TASK TO CARRY OUT: Check each line of the entries for "crate" and report the ones that have it.

-- RECORDS PROVIDED follows --

use clap::ArgMatches;
use flagdeck_api_models::{FlagValueRequest, TargetingRuleRequest};

use super::args;
use super::flag::{flag_id, flag_id_option};
use super::flag_value::{
    ENVIRONMENT_ID_ARG, FLAG_VALUE_ARG, environment_option, load_writable, parse_value,
};
use crate::api::ApiClient;
use crate::cancel::Cancellation;
use crate::context::ExecutionContext;
use crate::error::{CliError, CliResult};
use crate::tree::{Affinity, CommandDescriptor, HandlerFuture, InlineCommand, OptionSpec};

const ATTRIBUTE_ARG: &str = "attribute";
const COMPARATOR_ARG: &str = "comparator";
const COMPARE_TO_ARG: &str = "compare-to";
const POSITION_ARG: &str = "position";
const FROM_ARG: &str = "from";
const TO_ARG: &str = "to";

const COMPARATORS: [&str; 18] = [
    "isOneOf",
    "isNotOneOf",
    "contains",
    "doesNotContain",
    "semVerIsOneOf",
    "semVerIsNotOneOf",
    "semVerLess",
    "semVerLessOrEquals",
    "semVerGreater",
    "semVerGreaterOrEquals",
    "numberEquals",
    "numberDoesNotEqual",
    "numberLess",
    "numberLessOrEquals",
    "numberGreater",
    "numberGreaterOrEquals",
    "sensitiveIsOneOf",
    "sensitiveIsNotOneOf",
];

pub(crate) fn descriptor() -> CommandDescriptor {
    CommandDescriptor::new(
        "targeting",
        "Manage targeting rules of a flag",
        Affinity::ChildOf(&["flag"]),
    )
    .alias("t")
    .inline(
        rule_options(InlineCommand::new("create", "Append a targeting rule", create).alias("cr"), true),
    )
    .inline(
        rule_options(
            InlineCommand::new("update", "Change a targeting rule", update).alias("up"),
            false,
        )
        .option(position_option(POSITION_ARG, "Position of the rule, starting at 1").short('p')),
    )
    .inline(
        InlineCommand::new("rm", "Delete a targeting rule", remove)
            .option(flag_id_option("Flag owning the rule"))
            .option(environment_option("Environment of the rule").required())
            .option(position_option(POSITION_ARG, "Position of the rule, starting at 1").short('p')),
    )
    .inline(
        InlineCommand::new("move", "Move a targeting rule to another position", move_rule)
            .alias("mv")
            .option(flag_id_option("Flag owning the rule"))
            .option(environment_option("Environment of the rule").required())
            .option(position_option(FROM_ARG, "Current position of the rule"))
            .option(position_option(TO_ARG, "New position of the rule")),
    )
}

fn rule_options(command: InlineCommand, required: bool) -> InlineCommand {
    let mark = |option: OptionSpec| if required { option.required() } else { option };
    command
        .option(flag_id_option("Flag owning the rule"))
        .option(environment_option("Environment of the rule").required())
        .option(mark(
            OptionSpec::value(ATTRIBUTE_ARG, "User attribute to compare").short('a'),
        ))
        .option(mark(
            OptionSpec::value(COMPARATOR_ARG, "Comparator, e.g. contains or semVerLess").short('c'),
        ))
        .option(mark(
            OptionSpec::value(COMPARE_TO_ARG, "Value the attribute is compared to").short('t'),
        ))
        .option(mark(
            OptionSpec::value(FLAG_VALUE_ARG, "Value served when the rule matches").short('f'),
        ))
}

fn position_option(name: &'static str, about: &'static str) -> OptionSpec {
    OptionSpec::value(name, about).required()
}

/// Canonical spelling of a comparator, matched case-insensitively.
fn parse_comparator(raw: &str) -> CliResult<&'static str> {
    COMPARATORS
        .iter()
        .copied()
        .find(|known| known.eq_ignore_ascii_case(raw.trim()))
        .ok_or_else(|| {
            CliError::validation(format!(
                "Invalid comparator '{raw}', expected one of: {}.",
                COMPARATORS.join(", ")
            ))
        })
}

fn create<'a>(
    args: &'a ArgMatches,
    ctx: &'a ExecutionContext,
    cancel: &'a Cancellation,
) -> HandlerFuture<'a> {
    Box::pin(async move {
        let flag_id = flag_id(args)?;
        let environment_id = args::required(args, ENVIRONMENT_ID_ARG)?;
        let comparator = parse_comparator(args::required(args, COMPARATOR_ARG)?)?;

        let client = ApiClient::new(ctx, cancel)?;
        let (current, setting_type) = load_writable(&client, environment_id, flag_id).await?;
        let mut request = FlagValueRequest::from(&current);
        request.rollout_rules.push(TargetingRuleRequest {
            comparison_attribute: args::required(args, ATTRIBUTE_ARG)?.to_string(),
            comparator: comparator.to_string(),
            comparison_value: args::required(args, COMPARE_TO_ARG)?.to_string(),
            value: parse_value(setting_type, args::required(args, FLAG_VALUE_ARG)?)?,
        });

        client
            .replace_flag_value(environment_id, flag_id, &request, "Creating Targeting Rule")
            .await
            .map(|_| ())
    })
}

fn update<'a>(
    args: &'a ArgMatches,
    ctx: &'a ExecutionContext,
    cancel: &'a Cancellation,
) -> HandlerFuture<'a> {
    Box::pin(async move {
        let flag_id = flag_id(args)?;
        let environment_id = args::required(args, ENVIRONMENT_ID_ARG)?;
        let attribute = args::optional(args, ATTRIBUTE_ARG);
        let comparator = args::optional(args, COMPARATOR_ARG)
            .map(parse_comparator)
            .transpose()?;
        let compare_to = args::optional(args, COMPARE_TO_ARG);
        let raw_value = args::optional(args, FLAG_VALUE_ARG);
        if attribute.is_none() && comparator.is_none() && compare_to.is_none() && raw_value.is_none()
        {
            return Err(CliError::validation(
                "Nothing to update, pass --attribute, --comparator, --compare-to or --flag-value.",
            ));
        }

        let client = ApiClient::new(ctx, cancel)?;
        let (current, setting_type) = load_writable(&client, environment_id, flag_id).await?;
        let mut request = FlagValueRequest::from(&current);
        let index = args::position(args, POSITION_ARG, request.rollout_rules.len())?;
        let rule = &mut request.rollout_rules[index];
        if let Some(attribute) = attribute {
            rule.comparison_attribute = attribute.to_string();
        }
        if let Some(comparator) = comparator {
            rule.comparator = comparator.to_string();
        }
        if let Some(compare_to) = compare_to {
            rule.comparison_value = compare_to.to_string();
        }
        if let Some(raw) = raw_value {
            rule.value = parse_value(setting_type, raw)?;
        }

        client
            .replace_flag_value(environment_id, flag_id, &request, "Updating Targeting Rule")
            .await
            .map(|_| ())
    })
}

fn remove<'a>(
    args: &'a ArgMatches,
    ctx: &'a ExecutionContext,
    cancel: &'a Cancellation,
) -> HandlerFuture<'a> {
    Box::pin(async move {
        let flag_id = flag_id(args)?;
        let environment_id = args::required(args, ENVIRONMENT_ID_ARG)?;

        let client = ApiClient::new(ctx, cancel)?;
        let (current, _) = load_writable(&client, environment_id, flag_id).await?;
        let mut request = FlagValueRequest::from(&current);
        let index = args::position(args, POSITION_ARG, request.rollout_rules.len())?;
        request.rollout_rules.remove(index);

        client
            .replace_flag_value(environment_id, flag_id, &request, "Deleting Targeting Rule")
            .await
            .map(|_| ())
    })
}

fn move_rule<'a>(
    args: &'a ArgMatches,
    ctx: &'a ExecutionContext,
    cancel: &'a Cancellation,
) -> HandlerFuture<'a> {
    Box::pin(async move {
        let flag_id = flag_id(args)?;
        let environment_id = args::required(args, ENVIRONMENT_ID_ARG)?;

        let client = ApiClient::new(ctx, cancel)?;
        let (current, _) = load_writable(&client, environment_id, flag_id).await?;
        let mut request = FlagValueRequest::from(&current);
        let len = request.rollout_rules.len();
        let from = args::position(args, FROM_ARG, len)?;
        let to = args::position(args, TO_ARG, len)?;
        if from == to {
            ctx.output().write_line("The rule is already at that position.");
            return Ok(());
        }
        let rule = request.rollout_rules.remove(from);
        request.rollout_rules.insert(to, rule);

        client
            .replace_flag_value(environment_id, flag_id, &request, "Moving Targeting Rule")
            .await
            .map(|_| ())
    })
}

#[cfg(test)]
mod tests {
    use std::sync::Arc;

    use flagdeck_config::{CliConfig, Credential, MemoryConfigProvider};
    use httpmock::prelude::*;
    use serde_json::{Value, json};

    use super::*;
    use crate::cli::{Runtime, run_with};
    use crate::error::{EXIT_ERROR, EXIT_OK};
    use crate::output::BufferedOutput;

    fn runtime(server: &MockServer, output: &Arc<BufferedOutput>) -> Runtime {
        Runtime::new(
            output.clone(),
            Arc::new(MemoryConfigProvider::new(CliConfig {
                api_host: server.base_url(),
                auth: Some(Credential::new("u", "p")),
            })),
        )
    }

    fn rule(attribute: &str, value: bool) -> Value {
        json!({
            "comparisonAttribute": attribute,
            "comparator": "contains",
            "comparisonValue": "x",
            "value": value
        })
    }

    fn rule_request(attribute: &str, value: bool) -> Value {
        json!({
            "ComparisonAttribute": attribute,
            "Comparator": "contains",
            "ComparisonValue": "x",
            "Value": value
        })
    }

    fn current_value(server: &MockServer) -> httpmock::Mock<'_> {
        server.mock(|when, then| {
            when.method(GET).path("/v1/environments/e1/settings/5/value");
            then.status(200).json_body(json!({
                "setting": {"settingId": 5, "key": "on", "name": "On", "settingType": "boolean"},
                "value": false,
                "rolloutRules": [rule("A", true), rule("B", false), rule("C", true)]
            }));
        })
    }

    #[test]
    fn comparators_are_canonicalised() {
        assert_eq!(parse_comparator("SEMVERLESS").ok(), Some("semVerLess"));
        assert!(parse_comparator("startsWith").is_err());
    }

    #[tokio::test]
    async fn create_appends_rule() {
        let server = MockServer::start_async().await;
        let current = current_value(&server);
        let replace = server.mock(|when, then| {
            when.method(PUT)
                .path("/v1/environments/e1/settings/5/value")
                .json_body(json!({
                    "Value": false,
                    "RolloutRules": [
                        rule_request("A", true),
                        rule_request("B", false),
                        rule_request("C", true),
                        {
                            "ComparisonAttribute": "Email",
                            "Comparator": "contains",
                            "ComparisonValue": "@example.com",
                            "Value": true
                        }
                    ],
                    "RolloutPercentageItems": []
                }));
            then.status(200).json_body(json!({"value": false}));
        });
        let output = Arc::new(BufferedOutput::new());

        let code = run_with(
            [
                "flagdeck", "flag", "targeting", "create", "-i", "5", "-e", "e1", "-a", "Email",
                "-c", "contains", "-t", "@example.com", "-f", "true",
            ],
            &runtime(&server, &output),
            &Cancellation::never(),
        )
        .await;

        assert_eq!(code, EXIT_OK, "stderr: {}", output.stderr());
        current.assert();
        replace.assert();
    }

    #[tokio::test]
    async fn move_reorders_rules() {
        let server = MockServer::start_async().await;
        let current = current_value(&server);
        let replace = server.mock(|when, then| {
            when.method(PUT)
                .path("/v1/environments/e1/settings/5/value")
                .json_body(json!({
                    "Value": false,
                    "RolloutRules": [
                        rule_request("C", true),
                        rule_request("A", true),
                        rule_request("B", false)
                    ],
                    "RolloutPercentageItems": []
                }));
            then.status(200).json_body(json!({"value": false}));
        });
        let output = Arc::new(BufferedOutput::new());

        let code = run_with(
            ["flagdeck", "flag", "t", "mv", "-i", "5", "-e", "e1", "--from", "3", "--to", "1"],
            &runtime(&server, &output),
            &Cancellation::never(),
        )
        .await;

        assert_eq!(code, EXIT_OK, "stderr: {}", output.stderr());
        current.assert();
        replace.assert();
        assert_eq!(output.stdout(), "Moving Targeting Rule... Ok.\n");
    }

    #[tokio::test]
    async fn out_of_range_position_writes_nothing() {
        let server = MockServer::start_async().await;
        let current = current_value(&server);
        let replace = server.mock(|when, then| {
            when.method(PUT).path("/v1/environments/e1/settings/5/value");
            then.status(200).json_body(json!({"value": false}));
        });
        let output = Arc::new(BufferedOutput::new());

        let code = run_with(
            ["flagdeck", "flag", "targeting", "rm", "-i", "5", "-e", "e1", "-p", "4"],
            &runtime(&server, &output),
            &Cancellation::never(),
        )
        .await;

        assert_eq!(code, EXIT_ERROR);
        current.assert();
        replace.assert_calls(0);
        assert_eq!(output.stderr(), "--position must be between 1 and 3, got '4'.\n");
    }
}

-- RECORDS PROVIDED concluded --

RESULT:
use crate::api::ApiClient;
use crate::cancel::Cancellation;
use crate::context::ExecutionContext;
use crate::error::{CliError, CliResult};
use crate::tree::{Affinity, CommandDescriptor, HandlerFuture, InlineCommand, OptionSpec};
pub(crate) fn descriptor() -> CommandDescriptor {
    use crate::cli::{Runtime, run_with};
    use crate::error::{EXIT_ERROR, EXIT_OK};
    use crate::output::BufferedOutput;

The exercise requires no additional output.